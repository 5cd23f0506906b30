//! Copying trees between the host filesystem and a container.

use crate::core::filesystem::FileSystem;
use crate::core::path::ContainerPath;
use crate::domain::model::NodeKind;
use crate::domain::ports::BlockStore;
use crate::utils::error::{FsError, Result};
use std::io::{Seek, Write};
use std::path::Path;
use zip::write::{FileOptions, ZipWriter};

#[derive(Debug, Clone, Copy, Default, PartialEq, Eq)]
pub struct TransferSummary {
    pub directories: usize,
    pub files: usize,
    pub bytes: u64,
}

fn host_name(path: &Path) -> Result<String> {
    path.file_name()
        .and_then(|name| name.to_str())
        .map(str::to_string)
        .ok_or_else(|| FsError::InvalidName {
            name: path.display().to_string(),
            reason: "host file name is not valid UTF-8".to_string(),
        })
}

/// Recursively copies `host_dir` into the existing container directory `container_dir`.
pub fn import_dir<S: BlockStore>(
    fs: &mut FileSystem<S>,
    host_dir: &Path,
    container_dir: &str,
) -> Result<TransferSummary> {
    let target = ContainerPath::parse(container_dir)?;
    let mut summary = TransferSummary::default();
    import_into(fs, host_dir, &target, &mut summary)?;

    tracing::info!(
        "Imported {} files ({} bytes) and {} directories from {}",
        summary.files,
        summary.bytes,
        summary.directories,
        host_dir.display()
    );
    Ok(summary)
}

fn import_into<S: BlockStore>(
    fs: &mut FileSystem<S>,
    host_dir: &Path,
    target: &ContainerPath,
    summary: &mut TransferSummary,
) -> Result<()> {
    let mut entries = std::fs::read_dir(host_dir)?.collect::<std::io::Result<Vec<_>>>()?;
    entries.sort_by_key(|entry| entry.file_name());

    for entry in entries {
        let host_path = entry.path();
        let path = target.join(&host_name(&host_path)?)?;
        let file_type = entry.file_type()?;

        if file_type.is_dir() {
            fs.create_directory(&path.to_string())?;
            summary.directories += 1;
            import_into(fs, &host_path, &path, summary)?;
        } else if file_type.is_file() {
            let contents = std::fs::read(&host_path)?;
            let path = path.to_string();
            fs.create_file(&path)?;
            fs.write_file(&path, &contents)?;
            summary.files += 1;
            summary.bytes += contents.len() as u64;
        } else {
            tracing::debug!("Skipping {} (not a regular file)", host_path.display());
        }
    }
    Ok(())
}

/// Writes the container subtree `container_dir` below `host_dir`, creating it if needed.
pub fn export_dir<S: BlockStore>(
    fs: &mut FileSystem<S>,
    container_dir: &str,
    host_dir: &Path,
) -> Result<TransferSummary> {
    let base = ContainerPath::parse(container_dir)?;
    let mut summary = TransferSummary::default();
    std::fs::create_dir_all(host_dir)?;

    for (path, kind) in fs.walk(container_dir)? {
        let relative = relative_components(&base, &path)?;
        let host_path = relative.iter().fold(host_dir.to_path_buf(), |acc, c| acc.join(c));
        match kind {
            NodeKind::Directory => {
                std::fs::create_dir_all(&host_path)?;
                summary.directories += 1;
            }
            NodeKind::File => {
                let contents = fs.read_file(&path)?;
                std::fs::write(&host_path, &contents)?;
                summary.files += 1;
                summary.bytes += contents.len() as u64;
            }
        }
    }

    tracing::info!(
        "Exported {} files ({} bytes) to {}",
        summary.files,
        summary.bytes,
        host_dir.display()
    );
    Ok(summary)
}

/// Writes the container subtree into a zip archive. Entry names are relative to
/// `container_dir`.
pub fn export_zip<S: BlockStore, W: Write + Seek>(
    fs: &mut FileSystem<S>,
    container_dir: &str,
    writer: W,
) -> Result<(W, TransferSummary)> {
    let base = ContainerPath::parse(container_dir)?;
    let mut summary = TransferSummary::default();
    let mut zip = ZipWriter::new(writer);

    for (path, kind) in fs.walk(container_dir)? {
        let name = relative_components(&base, &path)?.join("/");
        match kind {
            NodeKind::Directory => {
                zip.add_directory::<_, ()>(format!("{}/", name), FileOptions::default())?;
                summary.directories += 1;
            }
            NodeKind::File => {
                let contents = fs.read_file(&path)?;
                zip.start_file::<_, ()>(name, FileOptions::default())?;
                zip.write_all(&contents)?;
                summary.files += 1;
                summary.bytes += contents.len() as u64;
            }
        }
    }

    let writer = zip.finish()?;
    tracing::info!("Wrote {} files to zip archive", summary.files);
    Ok((writer, summary))
}

/// Paths (relative to `container_dir`) whose contents differ from the host tree,
/// or that exist on only one side.
pub fn verify_against_host<S: BlockStore>(
    fs: &mut FileSystem<S>,
    container_dir: &str,
    host_dir: &Path,
) -> Result<Vec<String>> {
    let base = ContainerPath::parse(container_dir)?;
    let mut mismatches = Vec::new();
    let mut seen = std::collections::BTreeSet::new();

    for (path, kind) in fs.walk(container_dir)? {
        let relative = relative_components(&base, &path)?;
        let host_path = relative.iter().fold(host_dir.to_path_buf(), |acc, c| acc.join(c));
        let key = relative.join("/");
        seen.insert(key.clone());

        let matches = match kind {
            NodeKind::Directory => host_path.is_dir(),
            NodeKind::File => {
                host_path.is_file() && std::fs::read(&host_path)? == fs.read_file(&path)?
            }
        };
        if !matches {
            mismatches.push(key);
        }
    }

    collect_host_only(host_dir, host_dir, &seen, &mut mismatches)?;
    Ok(mismatches)
}

fn collect_host_only(
    root: &Path,
    dir: &Path,
    seen: &std::collections::BTreeSet<String>,
    out: &mut Vec<String>,
) -> Result<()> {
    for entry in std::fs::read_dir(dir)? {
        let entry = entry?;
        let path = entry.path();
        let relative = path
            .strip_prefix(root)
            .map_err(|e| FsError::InvalidOperation {
                message: e.to_string(),
            })?
            .components()
            .map(|c| c.as_os_str().to_string_lossy().into_owned())
            .collect::<Vec<_>>()
            .join("/");

        if !seen.contains(&relative) {
            out.push(relative);
        } else if entry.file_type()?.is_dir() {
            collect_host_only(root, &path, seen, out)?;
        }
    }
    Ok(())
}

fn relative_components(base: &ContainerPath, path: &str) -> Result<Vec<String>> {
    let path = ContainerPath::parse(path)?;
    path.components()
        .get(base.components().len()..)
        .map(<[String]>::to_vec)
        .ok_or_else(|| FsError::InvalidOperation {
            message: format!("{} is not below {}", path, base),
        })
}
★ ★ ★
WORK TO COMPLETE: Could you reproduce every entry above exactly as written?

EXERCISE RESULT:
repository 5cd23f0506906b30
//! Copying trees between the host filesystem and a container.

use crate::core::filesystem::FileSystem;
use crate::core::path::ContainerPath;
use crate::domain::model::NodeKind;
use crate::domain::ports::BlockStore;
use crate::utils::error::{FsError, Result};
use std::io::{Seek, Write};
use std::path::Path;
use zip::write::{FileOptions, ZipWriter};

#[derive(Debug, Clone, Copy, Default, PartialEq, Eq)]
pub struct TransferSummary {
    pub directories: usize,
    pub files: usize,
    pub bytes: u64,
}

fn host_name(path: &Path) -> Result<String> {
    path.file_name()
        .and_then(|name| name.to_str())
        .map(str::to_string)
        .ok_or_else(|| FsError::InvalidName {
            name: path.display().to_string(),
            reason: "host file name is not valid UTF-8".to_string(),
        })
}

/// Recursively copies `host_dir` into the existing container directory `container_dir`.
pub fn import_dir<S: BlockStore>(
    fs: &mut FileSystem<S>,
    host_dir: &Path,
    container_dir: &str,
) -> Result<TransferSummary> {
    let target = ContainerPath::parse(container_dir)?;
    let mut summary = TransferSummary::default();
    import_into(fs, host_dir, &target, &mut summary)?;

    tracing::info!(
        "Imported {} files ({} bytes) and {} directories from {}",
        summary.files,
        summary.bytes,
        summary.directories,
        host_dir.display()
    );
    Ok(summary)
}

fn import_into<S: BlockStore>(
    fs: &mut FileSystem<S>,
    host_dir: &Path,
    target: &ContainerPath,
    summary: &mut TransferSummary,
) -> Result<()> {
    let mut entries = std::fs::read_dir(host_dir)?.collect::<std::io::Result<Vec<_>>>()?;
    entries.sort_by_key(|entry| entry.file_name());

    for entry in entries {
        let host_path = entry.path();
        let path = target.join(&host_name(&host_path)?)?;
        let file_type = entry.file_type()?;

        if file_type.is_dir() {
            fs.create_directory(&path.to_string())?;
            summary.directories += 1;
            import_into(fs, &host_path, &path, summary)?;
        } else if file_type.is_file() {
            let contents = std::fs::read(&host_path)?;
            let path = path.to_string();
            fs.create_file(&path)?;
            fs.write_file(&path, &contents)?;
            summary.files += 1;
            summary.bytes += contents.len() as u64;
        } else {
            tracing::debug!("Skipping {} (not a regular file)", host_path.display());
        }
    }
    Ok(())
}

/// Writes the container subtree `container_dir` below `host_dir`, creating it if needed.
pub fn export_dir<S: BlockStore>(
    fs: &mut FileSystem<S>,
    container_dir: &str,
    host_dir: &Path,
) -> Result<TransferSummary> {
    let base = ContainerPath::parse(container_dir)?;
    let mut summary = TransferSummary::default();
    std::fs::create_dir_all(host_dir)?;

    for (path, kind) in fs.walk(container_dir)? {
        let relative = relative_components(&base, &path)?;
        let host_path = relative.iter().fold(host_dir.to_path_buf(), |acc, c| acc.join(c));
        match kind {
            NodeKind::Directory => {
                std::fs::create_dir_all(&host_path)?;
                summary.directories += 1;
            }
            NodeKind::File => {
                let contents = fs.read_file(&path)?;
                std::fs::write(&host_path, &contents)?;
                summary.files += 1;
                summary.bytes += contents.len() as u64;
            }
        }
    }

    tracing::info!(
        "Exported {} files ({} bytes) to {}",
        summary.files,
        summary.bytes,
        host_dir.display()
    );
    Ok(summary)
}

/// Writes the container subtree into a zip archive. Entry names are relative to
/// `container_dir`.
pub fn export_zip<S: BlockStore, W: Write + Seek>(
    fs: &mut FileSystem<S>,
    container_dir: &str,
    writer: W,
) -> Result<(W, TransferSummary)> {
    let base = ContainerPath::parse(container_dir)?;
    let mut summary = TransferSummary::default();
    let mut zip = ZipWriter::new(writer);

    for (path, kind) in fs.walk(container_dir)? {
        let name = relative_components(&base, &path)?.join("/");
        match kind {
            NodeKind::Directory => {
                zip.add_directory::<_, ()>(format!("{}/", name), FileOptions::default())?;
                summary.directories += 1;
            }
            NodeKind::File => {
                let contents = fs.read_file(&path)?;
                zip.start_file::<_, ()>(name, FileOptions::default())?;
                zip.write_all(&contents)?;
                summary.files += 1;
                summary.bytes += contents.len() as u64;
            }
        }
    }

    let writer = zip.finish()?;
    tracing::info!("Wrote {} files to zip archive", summary.files);
    Ok((writer, summary))
}

/// Paths (relative to `container_dir`) whose contents differ from the host tree,
/// or that exist on only one side.
pub fn verify_against_host<S: BlockStore>(
    fs: &mut FileSystem<S>,
    container_dir: &str,
    host_dir: &Path,
) -> Result<Vec<String>> {
    let base = ContainerPath::parse(container_dir)?;
    let mut mismatches = Vec::new();
    let mut seen = std::collections::BTreeSet::new();

    for (path, kind) in fs.walk(container_dir)? {
        let relative = relative_components(&base, &path)?;
        let host_path = relative.iter().fold(host_dir.to_path_buf(), |acc, c| acc.join(c));
        let key = relative.join("/");
        seen.insert(key.clone());

        let matches = match kind {
            NodeKind::Directory => host_path.is_dir(),
            NodeKind::File => {
                host_path.is_file() && std::fs::read(&host_path)? == fs.read_file(&path)?
            }
        };
        if !matches {
            mismatches.push(key);
        }
    }

    collect_host_only(host_dir, host_dir, &seen, &mut mismatches)?;
    Ok(mismatches)
}

fn collect_host_only(
    root: &Path,
    dir: &Path,
    seen: &std::collections::BTreeSet<String>,
    out: &mut Vec<String>,
) -> Result<()> {
    for entry in std::fs::read_dir(dir)? {
        let entry = entry?;
        let path = entry.path();
        let relative = path
            .strip_prefix(root)
            .map_err(|e| FsError::InvalidOperation {
                message: e.to_string(),
            })?
            .components()
            .map(|c| c.as_os_str().to_string_lossy().into_owned())
            .collect::<Vec<_>>()
            .join("/");

        if !seen.contains(&relative) {
            out.push(relative);
        } else if entry.file_type()?.is_dir() {
            collect_host_only(root, &path, seen, out)?;
        }
    }
    Ok(())
}

fn relative_components(base: &ContainerPath, path: &str) -> Result<Vec<String>> {
    let path = ContainerPath::parse(path)?;
    path.components()
        .get(base.components().len()..)
        .map(<[String]>::to_vec)
        .ok_or_else(|| FsError::InvalidOperation {
            message: format!("{} is not below {}", path, base),
        })
}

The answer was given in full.